_Work to complete_
Your answer must be a word-for-word copy of the data.

(Items listed in a dataset)
.....
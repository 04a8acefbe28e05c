/*!
# Generalized Sets

This module provides an abstraction over `Set` data structures, allowing traversals
to choose the most efficient visited-marker based on context:
- dense node sets -> [`BitSet`]
- sparse node sets -> `HashSet` / `FxHashSet`
*/

use std::{
    collections::HashSet,
    hash::{BuildHasher, Hash},
};

use super::bitset::BitSet;
use crate::node::Node;

/// Minimalist trait for a set-like collection.
pub trait Set<T> {
    /// Inserts `value` into the set.
    /// Returns `true` if the element was already present.
    fn insert(&mut self, value: T) -> bool;

    /// Inserts multiple elements from an iterator.
    fn insert_multiple<I>(&mut self, iter: I)
    where
        I: IntoIterator<Item = T>,
    {
        for value in iter {
            self.insert(value);
        }
    }

    /// Removes `value` from the set.
    /// Returns `true` if the element was present.
    fn remove(&mut self, value: &T) -> bool;

    /// Returns `true` if the set contains `value`.
    fn contains(&self, value: &T) -> bool;

    /// Clears all elements from the set.
    fn clear(&mut self);

    /// Returns the number of elements in the set.
    fn len(&self) -> usize;

    /// Returns `true` if the set is empty.
    fn is_empty(&self) -> bool {
        self.len() == 0
    }
}

impl<T, S> Set<T> for HashSet<T, S>
where
    T: Eq + Hash,
    S: BuildHasher,
{
    fn insert(&mut self, value: T) -> bool {
        !HashSet::insert(self, value)
    }

    fn remove(&mut self, value: &T) -> bool {
        HashSet::remove(self, value)
    }

    fn contains(&self, value: &T) -> bool {
        HashSet::contains(self, value)
    }

    fn clear(&mut self) {
        HashSet::clear(self);
    }

    fn len(&self) -> usize {
        HashSet::len(self)
    }
}

impl Set<Node> for BitSet {
    fn insert(&mut self, value: Node) -> bool {
        self.set_bit(value)
    }

    fn remove(&mut self, value: &Node) -> bool {
        self.clear_bit(*value)
    }

    fn contains(&self, value: &Node) -> bool {
        self.get_bit(*value)
    }

    fn clear(&mut self) {
        self.clear_all();
    }

    fn len(&self) -> usize {
        self.cardinality() as usize
    }
}

#[cfg(test)]
mod test {
    use fxhash::FxHashSet;

    use super::*;
    use crate::utils::FromCapacity;

    fn exercise<S: Set<Node> + FromCapacity>() {
        let mut set = S::from_capacity(10);
        assert!(set.is_empty());
        assert!(!set.insert(4));
        assert!(set.insert(4));
        set.insert_multiple([1, 2, 9]);
        assert_eq!(set.len(), 4);
        assert!(set.contains(&9));
        assert!(set.remove(&9));
        assert!(!set.remove(&9));
        set.clear();
        assert!(set.is_empty());
    }

    #[test]
    fn bitset_as_set() {
        exercise::<BitSet>();
    }

    #[test]
    fn hashset_as_set() {
        exercise::<HashSet<Node>>();
        exercise::<FxHashSet<Node>>();
    }
}
/*!
# Graph Representations

Every representation is a vector of per-node [`Neighborhood`]s wrapped by either a
[`DirectedGraph`] or an [`UndirectedGraph`]. The neighborhood type decides the storage:

| Neighborhood | Space | Enumeration order | Parallel edges |
|---|---|---|---|
| [`ListNeighborhood`] | `O(n + m)` | insertion | kept, one id each |
| [`SparseListNeighborhood`] | `O(n + m)`, inline for small degrees | insertion | kept, one id each |
| [`MatrixNeighborhood`] | `O(n^2)` | ascending endpoint | overwrite weight, keep id |

Self-loops are accepted by every representation; an undirected loop is stored once.
*/

use crate::{error::GraphError, ops::*, *};

mod directed;
mod neighborhood;
mod undirected;

pub use directed::*;
pub use neighborhood::*;
pub use undirected::*;

/// Validates the endpoints and weight of an edge about to be inserted
pub(crate) fn check_new_edge<G: GraphNodeOrder>(
    graph: &G,
    u: Node,
    v: Node,
    weight: Weight,
) -> Result<(), GraphError> {
    graph.check_node(u)?;
    graph.check_node(v)?;
    if weight == Weight::MAX {
        return Err(GraphError::InvalidWeight { weight });
    }
    Ok(())
}

pub(crate) mod macros {
    macro_rules! impl_common_graph_ops {
        ($struct:ident<$generic:ident> => $nbs:ident, $directed:ident) => {
            impl<$generic: Neighborhood> GraphType for $struct<$generic> {
                type Dir = $directed;
            }

            impl<$generic: Neighborhood> GraphNodeOrder for $struct<$generic> {
                fn number_of_nodes(&self) -> NumNodes {
                    self.$nbs.len() as NumNodes
                }
            }

            impl<$generic: Neighborhood> GraphEdgeOrder for $struct<$generic> {
                fn number_of_edges(&self) -> NumEdges {
                    self.num_edges
                }

                fn edge_id_bound(&self) -> EdgeId {
                    self.next_edge_id
                }
            }

            impl<$generic: Neighborhood> AdjacencyList for $struct<$generic> {
                fn arcs_of(&self, u: Node) -> impl Iterator<Item = Neighbor> + '_ {
                    self.$nbs[u as usize].arcs()
                }

                fn degree_of(&self, u: Node) -> NumNodes {
                    self.$nbs[u as usize].num_of_neighbors()
                }
            }

            impl<$generic: Neighborhood> AdjacencyTest for $struct<$generic> {
                fn weight_of(&self, u: Node, v: Node) -> Option<Weight> {
                    self.$nbs[u as usize].weight_of(v)
                }
            }

            impl<$generic: Neighborhood> GraphNew for $struct<$generic> {
                fn new(n: NumNodes) -> Self {
                    Self {
                        $nbs: vec![$generic::new(n); n as usize],
                        num_edges: 0,
                        next_edge_id: 0,
                    }
                }
            }
        };
    }

    pub(crate) use impl_common_graph_ops;
}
.....
_Solution for this task_
repository 04a8acefbe28e05c
/*!
# Generalized Sets

This module provides an abstraction over `Set` data structures, allowing traversals
to choose the most efficient visited-marker based on context:
- dense node sets -> [`BitSet`]
- sparse node sets -> `HashSet` / `FxHashSet`
*/

use std::{
    collections::HashSet,
    hash::{BuildHasher, Hash},
};

use super::bitset::BitSet;
use crate::node::Node;

/// Minimalist trait for a set-like collection.
pub trait Set<T> {
    /// Inserts `value` into the set.
    /// Returns `true` if the element was already present.
    fn insert(&mut self, value: T) -> bool;

    /// Inserts multiple elements from an iterator.
    fn insert_multiple<I>(&mut self, iter: I)
    where
        I: IntoIterator<Item = T>,
    {
        for value in iter {
            self.insert(value);
        }
    }

    /// Removes `value` from the set.
    /// Returns `true` if the element was present.
    fn remove(&mut self, value: &T) -> bool;

    /// Returns `true` if the set contains `value`.
    fn contains(&self, value: &T) -> bool;

    /// Clears all elements from the set.
    fn clear(&mut self);

    /// Returns the number of elements in the set.
    fn len(&self) -> usize;

    /// Returns `true` if the set is empty.
    fn is_empty(&self) -> bool {
        self.len() == 0
    }
}

impl<T, S> Set<T> for HashSet<T, S>
where
    T: Eq + Hash,
    S: BuildHasher,
{
    fn insert(&mut self, value: T) -> bool {
        !HashSet::insert(self, value)
    }

    fn remove(&mut self, value: &T) -> bool {
        HashSet::remove(self, value)
    }

    fn contains(&self, value: &T) -> bool {
        HashSet::contains(self, value)
    }

    fn clear(&mut self) {
        HashSet::clear(self);
    }

    fn len(&self) -> usize {
        HashSet::len(self)
    }
}

impl Set<Node> for BitSet {
    fn insert(&mut self, value: Node) -> bool {
        self.set_bit(value)
    }

    fn remove(&mut self, value: &Node) -> bool {
        self.clear_bit(*value)
    }

    fn contains(&self, value: &Node) -> bool {
        self.get_bit(*value)
    }

    fn clear(&mut self) {
        self.clear_all();
    }

    fn len(&self) -> usize {
        self.cardinality() as usize
    }
}

#[cfg(test)]
mod test {
    use fxhash::FxHashSet;

    use super::*;
    use crate::utils::FromCapacity;

    fn exercise<S: Set<Node> + FromCapacity>() {
        let mut set = S::from_capacity(10);
        assert!(set.is_empty());
        assert!(!set.insert(4));
        assert!(set.insert(4));
        set.insert_multiple([1, 2, 9]);
        assert_eq!(set.len(), 4);
        assert!(set.contains(&9));
        assert!(set.remove(&9));
        assert!(!set.remove(&9));
        set.clear();
        assert!(set.is_empty());
    }

    #[test]
    fn bitset_as_set() {
        exercise::<BitSet>();
    }

    #[test]
    fn hashset_as_set() {
        exercise::<HashSet<Node>>();
        exercise::<FxHashSet<Node>>();
    }
}
/*!
# Graph Representations

Every representation is a vector of per-node [`Neighborhood`]s wrapped by either a
[`DirectedGraph`] or an [`UndirectedGraph`]. The neighborhood type decides the storage:

| Neighborhood | Space | Enumeration order | Parallel edges |
|---|---|---|---|
| [`ListNeighborhood`] | `O(n + m)` | insertion | kept, one id each |
| [`SparseListNeighborhood`] | `O(n + m)`, inline for small degrees | insertion | kept, one id each |
| [`MatrixNeighborhood`] | `O(n^2)` | ascending endpoint | overwrite weight, keep id |

Self-loops are accepted by every representation; an undirected loop is stored once.
*/

use crate::{error::GraphError, ops::*, *};

mod directed;
mod neighborhood;
mod undirected;

pub use directed::*;
pub use neighborhood::*;
pub use undirected::*;

/// Validates the endpoints and weight of an edge about to be inserted
pub(crate) fn check_new_edge<G: GraphNodeOrder>(
    graph: &G,
    u: Node,
    v: Node,
    weight: Weight,
) -> Result<(), GraphError> {
    graph.check_node(u)?;
    graph.check_node(v)?;
    if weight == Weight::MAX {
        return Err(GraphError::InvalidWeight { weight });
    }
    Ok(())
}

pub(crate) mod macros {
    macro_rules! impl_common_graph_ops {
        ($struct:ident<$generic:ident> => $nbs:ident, $directed:ident) => {
            impl<$generic: Neighborhood> GraphType for $struct<$generic> {
                type Dir = $directed;
            }

            impl<$generic: Neighborhood> GraphNodeOrder for $struct<$generic> {
                fn number_of_nodes(&self) -> NumNodes {
                    self.$nbs.len() as NumNodes
                }
            }

            impl<$generic: Neighborhood> GraphEdgeOrder for $struct<$generic> {
                fn number_of_edges(&self) -> NumEdges {
                    self.num_edges
                }

                fn edge_id_bound(&self) -> EdgeId {
                    self.next_edge_id
                }
            }

            impl<$generic: Neighborhood> AdjacencyList for $struct<$generic> {
                fn arcs_of(&self, u: Node) -> impl Iterator<Item = Neighbor> + '_ {
                    self.$nbs[u as usize].arcs()
                }

                fn degree_of(&self, u: Node) -> NumNodes {
                    self.$nbs[u as usize].num_of_neighbors()
                }
            }

            impl<$generic: Neighborhood> AdjacencyTest for $struct<$generic> {
                fn weight_of(&self, u: Node, v: Node) -> Option<Weight> {
                    self.$nbs[u as usize].weight_of(v)
                }
            }

            impl<$generic: Neighborhood> GraphNew for $struct<$generic> {
                fn new(n: NumNodes) -> Self {
                    Self {
                        $nbs: vec![$generic::new(n); n as usize],
                        num_edges: 0,
                        next_edge_id: 0,
                    }
                }
            }
        };
    }

    pub(crate) use impl_common_graph_ops;
}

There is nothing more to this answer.